(Exercise materials Opens)
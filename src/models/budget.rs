use rust_decimal::Decimal;

pub(crate) const DEFAULT_BUDGET_LIMIT: Decimal = Decimal::from_parts(2000, 0, 0, false, 0);

/// Largest accepted limit: half of `Decimal::MAX`, leaving the other half as
/// headroom for recorded amounts.
pub(crate) const MAX_BUDGET_LIMIT: Decimal =
    Decimal::from_parts(u32::MAX, u32::MAX, u32::MAX >> 1, false, 0);

/// The single active spending limit.
#[derive(Debug, Clone, Copy, PartialEq, Eq)]
pub(crate) struct Budget {
    pub(crate) limit: Decimal,
}

impl Budget {
    pub(crate) fn new(limit: Decimal) -> Self {
        Self { limit }
    }
}

impl Default for Budget {
    fn default() -> Self {
        Self::new(DEFAULT_BUDGET_LIMIT)
    }
}
use std::collections::HashMap;
use std::sync::LazyLock;

use super::app::{added_message, App, Focus};
use crate::ledger::Ledger;
use crate::models::Category;
use crate::ui::util::format_amount;

pub(crate) struct Command {
    pub(crate) description: &'static str,
    pub(crate) run: fn(&str, &mut App, &mut Ledger) -> anyhow::Result<()>,
}

macro_rules! register_command {
    ($name:expr, $desc:expr, $func:expr, $registry:expr) => {{
        $registry.insert(
            $name,
            Command {
                description: $desc,
                run: $func,
            },
        );
    }};
}

pub(crate) static COMMANDS: LazyLock<HashMap<&str, Command>> = LazyLock::new(|| {
    let mut r: HashMap<&str, Command> = HashMap::new();

    register_command!("q", "Quit", cmd_quit, r);
    register_command!("quit", "Quit", cmd_quit, r);
    register_command!("help", "Show available commands", cmd_help, r);
    register_command!("h", "Show available commands", cmd_help, r);
    register_command!(
        "add",
        "Add transaction (e.g. :add 12.50 Food)",
        cmd_add,
        r
    );
    register_command!("a", "Add transaction (e.g. :a 12.50 Food)", cmd_add, r);
    register_command!("budget", "Set budget (e.g. :budget 2500)", cmd_budget, r);
    register_command!("b", "Set budget (e.g. :b 2500)", cmd_budget, r);
    register_command!("history", "Focus transaction history", cmd_history, r);
    register_command!("form", "Focus the Add Transaction form", cmd_form, r);

    r
});

pub(crate) fn handle_command(
    input: &str,
    app: &mut App,
    ledger: &mut Ledger,
) -> anyhow::Result<()> {
    let trimmed = input.trim();
    let mut parts = trimmed.splitn(2, ' ');
    let cmd_name = parts.next().unwrap_or("");
    let args = parts.next().unwrap_or("").trim();

    if let Some(cmd) = COMMANDS.get(cmd_name) {
        (cmd.run)(args, app, ledger)?;
    } else {
        let suggestion = find_closest(cmd_name);
        app.set_status(format!(
            "Unknown command: :{cmd_name}. Did you mean :{suggestion}?"
        ));
    }

    Ok(())
}

fn find_closest(input: &str) -> String {
    COMMANDS
        .keys()
        .filter(|k| k.len() > 1) // skip single-letter aliases for suggestions
        .min_by_key(|k| (levenshtein(input, k), **k))
        .unwrap_or(&"help")
        .to_string()
}

fn levenshtein(a: &str, b: &str) -> usize {
    let (a, b) = (a.as_bytes(), b.as_bytes());
    let mut prev: Vec<usize> = (0..=b.len()).collect();
    let mut curr = vec![0; b.len() + 1];

    for i in 1..=a.len() {
        curr[0] = i;
        for j in 1..=b.len() {
            let cost = if a[i - 1] == b[j - 1] { 0 } else { 1 };
            curr[j] = (prev[j] + 1).min(curr[j - 1] + 1).min(prev[j - 1] + cost);
        }
        std::mem::swap(&mut prev, &mut curr);
    }

    prev[b.len()]
}

// ── Command implementations ──────────────────────────────────

fn cmd_quit(_args: &str, app: &mut App, _ledger: &mut Ledger) -> anyhow::Result<()> {
    app.running = false;
    Ok(())
}

fn cmd_help(_args: &str, app: &mut App, _ledger: &mut Ledger) -> anyhow::Result<()> {
    app.show_help = true;
    Ok(())
}

fn cmd_history(_args: &str, app: &mut App, _ledger: &mut Ledger) -> anyhow::Result<()> {
    app.focus = Focus::History;
    Ok(())
}

fn cmd_form(_args: &str, app: &mut App, _ledger: &mut Ledger) -> anyhow::Result<()> {
    app.focus = Focus::Amount;
    Ok(())
}

fn cmd_add(args: &str, app: &mut App, ledger: &mut Ledger) -> anyhow::Result<()> {
    // First token is the amount, the rest names the category
    let mut parts = args.splitn(2, ' ');
    let amount = parts.next().unwrap_or("").trim();
    let category_name = parts.next().unwrap_or("").trim();
    if amount.is_empty() || category_name.is_empty() {
        let names: Vec<&str> = Category::all().iter().map(|c| c.as_str()).collect();
        app.set_status(format!(
            "Usage: :add <amount> <category>. Categories: {}",
            names.join(", ")
        ));
        return Ok(());
    }

    let Some(category) = Category::parse(category_name) else {
        app.set_status(format!("Unknown category: '{category_name}'"));
        return Ok(());
    };

    let added = ledger
        .add_transaction(amount, category.as_str())
        .map(|txn| (txn.amount, txn.category.clone()));
    match added {
        Ok((amount, category)) => {
            app.set_status(added_message(ledger, amount, &category));
            app.follow_newest(ledger.transactions().len());
        }
        Err(e) => app.set_status(e.to_string()),
    }
    Ok(())
}

fn cmd_budget(args: &str, app: &mut App, ledger: &mut Ledger) -> anyhow::Result<()> {
    if args.is_empty() {
        app.set_status(format!(
            "Usage: :budget <amount>. Current budget: {}",
            format_amount(ledger.budget().limit)
        ));
        return Ok(());
    }

    match ledger.set_budget(args) {
        Ok(()) => app.set_status(format!(
            "Budget set to {}",
            format_amount(ledger.budget().limit)
        )),
        Err(e) => app.set_status(e.to_string()),
    }
    Ok(())
}

#[cfg(test)]
#[path = "commands_tests.rs"]
mod commands_tests;
use chrono::NaiveDate;
use rust_decimal::Decimal;

#[derive(Debug, Clone, PartialEq, Eq)]
pub(crate) struct Transaction {
    pub(crate) id: u64,
    pub(crate) amount: Decimal,
    pub(crate) category: String,
    pub(crate) date: NaiveDate,
}

impl Transaction {
    pub(crate) fn is_income(&self) -> bool {
        self.amount > Decimal::ZERO
    }

    pub(crate) fn is_expense(&self) -> bool {
        self.amount < Decimal::ZERO
    }

    pub(crate) fn abs_amount(&self) -> Decimal {
        self.amount.abs()
    }

    /// Date as shown in the history table, e.g. `03/14/2025`.
    pub(crate) fn display_date(&self) -> String {
        self.date.format("%m/%d/%Y").to_string()
    }
}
(Exercise materials Closes)
- [Assignment] Transcribe the listing above exactly, including every line.

- [Written answer]
filename src/models/budget.rs
use rust_decimal::Decimal;

pub(crate) const DEFAULT_BUDGET_LIMIT: Decimal = Decimal::from_parts(2000, 0, 0, false, 0);

/// Largest accepted limit: half of `Decimal::MAX`, leaving the other half as
/// headroom for recorded amounts.
pub(crate) const MAX_BUDGET_LIMIT: Decimal =
    Decimal::from_parts(u32::MAX, u32::MAX, u32::MAX >> 1, false, 0);

/// The single active spending limit.
#[derive(Debug, Clone, Copy, PartialEq, Eq)]
pub(crate) struct Budget {
    pub(crate) limit: Decimal,
}

impl Budget {
    pub(crate) fn new(limit: Decimal) -> Self {
        Self { limit }
    }
}

impl Default for Budget {
    fn default() -> Self {
        Self::new(DEFAULT_BUDGET_LIMIT)
    }
}
use std::collections::HashMap;
use std::sync::LazyLock;

use super::app::{added_message, App, Focus};
use crate::ledger::Ledger;
use crate::models::Category;
use crate::ui::util::format_amount;

pub(crate) struct Command {
    pub(crate) description: &'static str,
    pub(crate) run: fn(&str, &mut App, &mut Ledger) -> anyhow::Result<()>,
}

macro_rules! register_command {
    ($name:expr, $desc:expr, $func:expr, $registry:expr) => {{
        $registry.insert(
            $name,
            Command {
                description: $desc,
                run: $func,
            },
        );
    }};
}

pub(crate) static COMMANDS: LazyLock<HashMap<&str, Command>> = LazyLock::new(|| {
    let mut r: HashMap<&str, Command> = HashMap::new();

    register_command!("q", "Quit", cmd_quit, r);
    register_command!("quit", "Quit", cmd_quit, r);
    register_command!("help", "Show available commands", cmd_help, r);
    register_command!("h", "Show available commands", cmd_help, r);
    register_command!(
        "add",
        "Add transaction (e.g. :add 12.50 Food)",
        cmd_add,
        r
    );
    register_command!("a", "Add transaction (e.g. :a 12.50 Food)", cmd_add, r);
    register_command!("budget", "Set budget (e.g. :budget 2500)", cmd_budget, r);
    register_command!("b", "Set budget (e.g. :b 2500)", cmd_budget, r);
    register_command!("history", "Focus transaction history", cmd_history, r);
    register_command!("form", "Focus the Add Transaction form", cmd_form, r);

    r
});

pub(crate) fn handle_command(
    input: &str,
    app: &mut App,
    ledger: &mut Ledger,
) -> anyhow::Result<()> {
    let trimmed = input.trim();
    let mut parts = trimmed.splitn(2, ' ');
    let cmd_name = parts.next().unwrap_or("");
    let args = parts.next().unwrap_or("").trim();

    if let Some(cmd) = COMMANDS.get(cmd_name) {
        (cmd.run)(args, app, ledger)?;
    } else {
        let suggestion = find_closest(cmd_name);
        app.set_status(format!(
            "Unknown command: :{cmd_name}. Did you mean :{suggestion}?"
        ));
    }

    Ok(())
}

fn find_closest(input: &str) -> String {
    COMMANDS
        .keys()
        .filter(|k| k.len() > 1) // skip single-letter aliases for suggestions
        .min_by_key(|k| (levenshtein(input, k), **k))
        .unwrap_or(&"help")
        .to_string()
}

fn levenshtein(a: &str, b: &str) -> usize {
    let (a, b) = (a.as_bytes(), b.as_bytes());
    let mut prev: Vec<usize> = (0..=b.len()).collect();
    let mut curr = vec![0; b.len() + 1];

    for i in 1..=a.len() {
        curr[0] = i;
        for j in 1..=b.len() {
            let cost = if a[i - 1] == b[j - 1] { 0 } else { 1 };
            curr[j] = (prev[j] + 1).min(curr[j - 1] + 1).min(prev[j - 1] + cost);
        }
        std::mem::swap(&mut prev, &mut curr);
    }

    prev[b.len()]
}

// ── Command implementations ──────────────────────────────────

fn cmd_quit(_args: &str, app: &mut App, _ledger: &mut Ledger) -> anyhow::Result<()> {
    app.running = false;
    Ok(())
}

fn cmd_help(_args: &str, app: &mut App, _ledger: &mut Ledger) -> anyhow::Result<()> {
    app.show_help = true;
    Ok(())
}

fn cmd_history(_args: &str, app: &mut App, _ledger: &mut Ledger) -> anyhow::Result<()> {
    app.focus = Focus::History;
    Ok(())
}

fn cmd_form(_args: &str, app: &mut App, _ledger: &mut Ledger) -> anyhow::Result<()> {
    app.focus = Focus::Amount;
    Ok(())
}

fn cmd_add(args: &str, app: &mut App, ledger: &mut Ledger) -> anyhow::Result<()> {
    // First token is the amount, the rest names the category
    let mut parts = args.splitn(2, ' ');
    let amount = parts.next().unwrap_or("").trim();
    let category_name = parts.next().unwrap_or("").trim();
    if amount.is_empty() || category_name.is_empty() {
        let names: Vec<&str> = Category::all().iter().map(|c| c.as_str()).collect();
        app.set_status(format!(
            "Usage: :add <amount> <category>. Categories: {}",
            names.join(", ")
        ));
        return Ok(());
    }

    let Some(category) = Category::parse(category_name) else {
        app.set_status(format!("Unknown category: '{category_name}'"));
        return Ok(());
    };

    let added = ledger
        .add_transaction(amount, category.as_str())
        .map(|txn| (txn.amount, txn.category.clone()));
    match added {
        Ok((amount, category)) => {
            app.set_status(added_message(ledger, amount, &category));
            app.follow_newest(ledger.transactions().len());
        }
        Err(e) => app.set_status(e.to_string()),
    }
    Ok(())
}

fn cmd_budget(args: &str, app: &mut App, ledger: &mut Ledger) -> anyhow::Result<()> {
    if args.is_empty() {
        app.set_status(format!(
            "Usage: :budget <amount>. Current budget: {}",
            format_amount(ledger.budget().limit)
        ));
        return Ok(());
    }

    match ledger.set_budget(args) {
        Ok(()) => app.set_status(format!(
            "Budget set to {}",
            format_amount(ledger.budget().limit)
        )),
        Err(e) => app.set_status(e.to_string()),
    }
    Ok(())
}

#[cfg(test)]
#[path = "commands_tests.rs"]
mod commands_tests;
use chrono::NaiveDate;
use rust_decimal::Decimal;

#[derive(Debug, Clone, PartialEq, Eq)]
pub(crate) struct Transaction {
    pub(crate) id: u64,
    pub(crate) amount: Decimal,
    pub(crate) category: String,
    pub(crate) date: NaiveDate,
}

impl Transaction {
    pub(crate) fn is_income(&self) -> bool {
        self.amount > Decimal::ZERO
    }

    pub(crate) fn is_expense(&self) -> bool {
        self.amount < Decimal::ZERO
    }

    pub(crate) fn abs_amount(&self) -> Decimal {
        self.amount.abs()
    }

    /// Date as shown in the history table, e.g. `03/14/2025`.
    pub(crate) fn display_date(&self) -> String {
        self.date.format("%m/%d/%Y").to_string()
    }
}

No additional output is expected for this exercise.